State May Not Stop Privacy Advocate from Publishing Records Found on Government Websites
Fourth Circuit Court of Appeals Today Reaffirms Lower Court Ruling
FOR IMMEDIATE RELEASE
Richmond, VA –The Fourth Circuit Court of Appeals today ruled that privacy advocate B.J. Ostergren may post public records that contain Social Security Numbers on her website, despite a 2008 Virginia law prohibiting the dissemination of such information.
Today’s ruling reaffirms a June 2009 decision by U.S. District Court Judge Robert E. Payne, who found that the law, commonly referred to as the “anti-B.J. law,” violated Ostergren’s First Amendment rights. Payne ruled that Ostergren had the right to post the Social Security Numbers of Virginia legislators, Virginia Executive Officers and Clerks of Court whenever the numbers were obtained from a government website accessible to the public.
Other courts, including the U.S. Supreme Court, have held that the government cannot make information available to the public, but then restrict what the public can do with it.

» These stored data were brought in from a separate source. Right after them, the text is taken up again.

// src/rng.rs
//! Standard-normal variate generation for single-path forecasts
//!
//! # Box-Muller Transform
//!
//! Converts two uniform random variables into two independent normals:
//! ```text
//! Z₀ = √(-2ln(U)) * cos(2πV)
//! Z₁ = √(-2ln(U)) * sin(2πV)
//! ```
//! where U, V ~ Uniform(0,1) and Z₀, Z₁ ~ N(0,1).
//!
//! Each generation yields a pair; the second value is cached as the "spare"
//! and handed out on the following call, so two calls cost one pair of
//! uniforms and one logarithm.
//!
//! # Ownership
//!
//! The spare lives inside the generator instance, never in a global. Runs
//! that must be reproducible, or that execute on separate threads, each own
//! their own generator (see [`RngFactory`]).

use rand::rngs::StdRng;
use rand::{Rng, SeedableRng};
use rand_distr::{Distribution, Open01};
use std::f64::consts::PI;

/// Box-Muller normal generator with a cached spare draw
#[derive(Debug, Clone)]
pub struct NormalVariateGenerator<R = StdRng> {
    rng: R,
    spare: Option<f64>,
}

impl<R: Rng> NormalVariateGenerator<R> {
    /// Wrap an arbitrary uniform source. The spare cache starts empty.
    pub fn new(rng: R) -> Self {
        Self { rng, spare: None }
    }

    /// Draw one N(0,1) sample.
    pub fn next(&mut self) -> f64 {
        if let Some(z) = self.spare.take() {
            return z;
        }

        // Open01 excludes 0, so ln(u) is always finite.
        let u: f64 = Open01.sample(&mut self.rng);
        let v: f64 = Open01.sample(&mut self.rng);

        let mag = (-2.0 * u.ln()).sqrt();
        let angle = 2.0 * PI * v;
        self.spare = Some(mag * angle.sin());

        mag * angle.cos()
    }

    /// Whether the next call will be served from the cache
    pub fn has_spare(&self) -> bool {
        self.spare.is_some()
    }

    /// Drop any cached spare so the next call starts a fresh pair
    pub fn reset(&mut self) {
        self.spare = None;
    }
}

impl NormalVariateGenerator<StdRng> {
    /// Deterministic generator: identical seeds produce identical streams.
    pub fn from_seed(seed: u64) -> Self {
        Self::new(StdRng::seed_from_u64(seed))
    }

    /// Generator seeded from OS entropy, for interactive runs.
    pub fn from_entropy() -> Self {
        Self::new(StdRng::from_entropy())
    }
}

/// Hands out independent, reproducible generators keyed by run id
#[derive(Debug, Clone, Copy)]
pub struct RngFactory {
    base_seed: u64,
}

impl RngFactory {
    pub fn new(base_seed: u64) -> Self {
        Self { base_seed }
    }

    /// Create a generator for a specific forecast run
    pub fn generator(&self, run_id: u64) -> NormalVariateGenerator<StdRng> {
        NormalVariateGenerator::from_seed(self.base_seed.wrapping_add(run_id))
    }
}
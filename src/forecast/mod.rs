pub mod forecast_engine;
pub mod path;
// src/input.rs
//! Raw user input for one forecast run and its validation
//!
//! Percentages arrive as typed (`15` for 15%) and are converted to decimal
//! fractions only after every field has been checked.

use crate::error::{ForecastError, ForecastResult};
use crate::forecast::forecast_engine::ModelParameters;

pub const DEFAULT_TICKER: &str = "TSLA";
pub const DEFAULT_INITIAL_PRICE: f64 = 200.0;
pub const DEFAULT_ANNUAL_RETURN_PCT: f64 = 15.0;
pub const DEFAULT_ANNUAL_VOLATILITY_PCT: f64 = 45.0;

#[derive(Debug, Clone, PartialEq)]
pub struct ForecastRequest {
    pub ticker: String,
    pub initial_price: f64,
    pub annual_return_pct: f64,
    pub annual_volatility_pct: f64,
}

impl Default for ForecastRequest {
    fn default() -> Self {
        ForecastRequest {
            ticker: DEFAULT_TICKER.to_string(),
            initial_price: DEFAULT_INITIAL_PRICE,
            annual_return_pct: DEFAULT_ANNUAL_RETURN_PCT,
            annual_volatility_pct: DEFAULT_ANNUAL_VOLATILITY_PCT,
        }
    }
}

impl ForecastRequest {
    /// Check every field and return the normalised ticker with model inputs.
    pub fn validate(&self) -> ForecastResult<(String, ModelParameters)> {
        if !self.initial_price.is_finite() || self.initial_price <= 0.0 {
            return Err(ForecastError::InvalidInput {
                field: "initial_price".to_string(),
                reason: "please enter a valid starting price greater than 0".to_string(),
            });
        }
        if !self.annual_return_pct.is_finite() || !self.annual_volatility_pct.is_finite() {
            return Err(ForecastError::InvalidInput {
                field: "annual_return/annual_volatility".to_string(),
                reason: "please enter valid numbers for annual return and volatility".to_string(),
            });
        }
        if self.annual_volatility_pct < 0.0 {
            return Err(ForecastError::InvalidInput {
                field: "annual_volatility".to_string(),
                reason: "volatility cannot be negative".to_string(),
            });
        }

        let ticker = normalise_ticker(&self.ticker);
        if ticker.is_empty() {
            return Err(ForecastError::InvalidInput {
                field: "ticker".to_string(),
                reason: "please enter a stock ticker symbol".to_string(),
            });
        }

        let params = ModelParameters::from_percentages(
            self.initial_price,
            self.annual_return_pct,
            self.annual_volatility_pct,
        )?;
        Ok((ticker, params))
    }
}

pub fn normalise_ticker(raw: &str) -> String {
    raw.trim().to_uppercase()
}

#[cfg(test)]
mod tests {
    use super::*;

    #[test]
    fn test_default_request_is_valid() {
        let (ticker, params) = ForecastRequest::default().validate().unwrap();
        assert_eq!(ticker, "TSLA");
        assert_eq!(params.initial_price, 200.0);
        assert_eq!(params.annual_drift, 0.15);
        assert_eq!(params.annual_volatility, 0.45);
    }

    #[test]
    fn test_ticker_is_normalised() {
        let req = ForecastRequest {
            ticker: "  googl ".to_string(),
            ..Default::default()
        };
        assert_eq!(req.validate().unwrap().0, "GOOGL");
    }

    #[test]
    fn test_rejects_bad_price() {
        for price in [0.0, -10.0, f64::NAN] {
            let req = ForecastRequest {
                initial_price: price,
                ..Default::default()
            };
            assert!(matches!(
                req.validate(),
                Err(ForecastError::InvalidInput { ref field, .. }) if field == "initial_price"
            ));
        }
    }

    #[test]
    fn test_rejects_non_numeric_percentages() {
        let req = ForecastRequest {
            annual_return_pct: f64::NAN,
            ..Default::default()
        };
        assert!(req.validate().is_err());
    }

    #[test]
    fn test_rejects_blank_ticker() {
        let req = ForecastRequest {
            ticker: "   ".to_string(),
            ..Default::default()
        };
        let err = req.validate().unwrap_err();
        assert!(err.to_string().contains("ticker"));
    }

    #[test]
    fn test_negative_return_allowed() {
        let req = ForecastRequest {
            annual_return_pct: -20.0,
            ..Default::default()
        };
        assert_eq!(req.validate().unwrap().1.annual_drift, -0.2);
    }
}
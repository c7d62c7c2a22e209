// src/fundamentals.rs
//! Mocked descriptive data shown next to a forecast. Nothing here is live
//! market data.

/// Ordered (label, value) rows for one ticker
#[derive(Debug, Clone, Copy, PartialEq, Eq)]
pub struct Fundamentals {
    pub sector: &'static str,
    pub industry: &'static str,
    pub forward_pe: &'static str,
    pub dividend_yield: &'static str,
    pub beta: &'static str,
}

impl Fundamentals {
    pub fn rows(&self) -> [(&'static str, &'static str); 5] {
        [
            ("Sector", self.sector),
            ("Industry", self.industry),
            ("Forward P/E", self.forward_pe),
            ("Dividend Yield", self.dividend_yield),
            ("Beta", self.beta),
        ]
    }
}

const TSLA: Fundamentals = Fundamentals {
    sector: "Consumer Cyclical",
    industry: "Auto Manufacturers",
    forward_pe: "58.21",
    dividend_yield: "0.00%",
    beta: "2.23",
};

const GOOGL: Fundamentals = Fundamentals {
    sector: "Technology",
    industry: "Internet Content & Information",
    forward_pe: "22.50",
    dividend_yield: "0.00%",
    beta: "1.05",
};

const AAPL: Fundamentals = Fundamentals {
    sector: "Technology",
    industry: "Consumer Electronics",
    forward_pe: "28.00",
    dividend_yield: "0.55%",
    beta: "1.25",
};

const FALLBACK: Fundamentals = Fundamentals {
    sector: "Technology",
    industry: "Consumer Electronics",
    forward_pe: "33.56",
    dividend_yield: "3.70%",
    beta: "1.11",
};

/// Look up a normalised (upper-case) ticker; unknown tickers get the
/// generic technology entry.
pub fn lookup(ticker: &str) -> Fundamentals {
    match ticker {
        "TSLA" => TSLA,
        "GOOGL" => GOOGL,
        "AAPL" => AAPL,
        _ => FALLBACK,
    }
}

The Fourth Circuit not only affirmed the lower court decision but also found that Judge Payne’s injunction against enforcing the law against Ostergren did not go far enough because it “does not protect Ostergren in publishing Virginia land records containing private individuals’ SSNs” or those of “non-Virginia public officials.” The case has therefore been remanded to the lower court for revision of the injunction.
For many years, Ostergren has run TheVirginiaWatchdog.com, which advocates against the government making personal information available on the Internet. The Virginia Watchdog posts public records, including the Social Security Numbers of some public officials, obtained from government websites. By posting these documents, Ostergren illustrates how easy it is to obtain private information from government websites and hopes to prod elected officials to take action to prevent such information from becoming available to identity thieves.
Under Virginia law, all land records are available on the Internet. These records include deeds and mortgage information, as well as legal judgments, such as divorce decrees, that may contain Social Security Numbers and other personal information.
“Ms. Ostergren’s most powerful advocacy weapon has been to demonstrate to the public how bad a job the government is doing to protect our online privacy rights,” said ACLU of Virginia Executive Director Kent Willis. “The government responded but by trying to silence Ms. Ostergren. That’s hardly the answer any of us want to see, and besides, it violates the constitutional right of free speech.”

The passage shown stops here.